So we have things like archers being only removed from the muster roles as trained men in 1595, cuirassiers where retained for a good decade after the rest of europe. |
It's debatable whether these are example of England being behind in terms of effectiveness. English military writers went back & forth about the bow in the 16th century. It wasn't necessarily retained only out of backwardness. In China, for instance, bows seem to have stayed potent through the 18th century, & possibly even into the 19th. & cuirassiers came back in the Napoleonic era.

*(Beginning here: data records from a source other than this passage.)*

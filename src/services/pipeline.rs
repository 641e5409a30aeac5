use std::time::Duration;

use rand::Rng;

use crate::configuration::Settings;
use crate::domain::RunResult;
use crate::services::{collect_cards, Droid, IdentityRotator, PageOutcome, CARD_CLASS};

/// Drives the page loop: draw identity, fetch, extract, pace, repeat. A
/// single page failing never aborts the run.
pub struct Harvester {
    settings: Settings,
    rotator: IdentityRotator,
    droid: Droid,
}

impl Harvester {
    pub fn new(settings: Settings) -> Self {
        let rotator =
            IdentityRotator::from_source(settings.harvest.identity_pool_source.as_deref());
        let droid = Droid::new(settings.webdriver.clone());

        Harvester {
            settings,
            rotator,
            droid,
        }
    }

    pub async fn run(&mut self) -> RunResult {
        let mut result = RunResult::default();
        let max_pages = self.settings.harvest.max_pages;

        for page in 1..=max_pages {
            let url = page_url(&self.settings.harvest.base_url, page);
            log::info!("Scraping page {}: {}", page, url);

            let identity = self.rotator.next();
            let capture_images = self.settings.export.embed_images;

            let outcome = self
                .droid
                .with_session(&identity, &url, CARD_CLASS, |driver| async move {
                    collect_cards(&driver, capture_images).await
                })
                .await;

            match outcome {
                Ok(PageOutcome::Rendered((records, skipped))) => {
                    log::info!(
                        "Found {} item blocks on page {}",
                        records.len() as u32 + skipped,
                        page
                    );
                    result.skipped_cards += skipped;
                    result.records.extend(records);
                }
                Ok(PageOutcome::TimedOut) => {
                    log::error!("Timeout loading page {}", page);
                    result.skipped_pages += 1;
                }
                Err(e) => {
                    log::error!("Skipped page {}: {:?}", page, e);
                    result.skipped_pages += 1;
                }
            }

            if page < max_pages {
                self.pace().await;
            }
        }

        result
    }

    async fn pace(&self) {
        let delay = pace_secs(
            self.settings.harvest.min_delay_secs,
            self.settings.harvest.max_delay_secs,
        );
        log::info!("Pacing {:.1}s before the next page", delay);
        tokio::time::sleep(Duration::from_secs_f64(delay)).await;
    }
}

fn page_url(template: &str, page: u32) -> String {
    template.replace("{page}", &page.to_string())
}

fn pace_secs(min_delay: f64, max_delay: f64) -> f64 {
    let delay = match max_delay > min_delay {
        true => rand::thread_rng().gen_range(min_delay..=max_delay),
        false => min_delay,
    };
    delay.max(0.0)
}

Quote: | Without the cold hard reality's of war, ideas like the double armed man, a pikeman and archer combination, could while not thrive be entertained at least. |
This blog post by Wayne Robinson made me rethink William Neade's The Double Armed Man. References to troops equipped with pike & bow exist, & Thomas Venn praised the scheme as late a 1672, so it may not have been as fanciful & useless as it seems. The inability of pikers to engage at range was an issue, & the pike eventually disappeared from European armies in favor of troops with bayonets who could both shoot & fight up close if needed. In China, the ideal of the dual-function unit had a long history. Xu Guang Qi's imagined army in the twilight of the Ming dynasty was made up soldiers who each had both a pike or polearm & an arquebus or bow. I'm not aware of whether Xu described the details of how his soldiers would carry & switch between those weapons systems; another 17th-century Chinese manual has soldiers armed with crossbow & pike who either stick their pikes upright in the earth or simply put them down on the ground when shooting their crossbows.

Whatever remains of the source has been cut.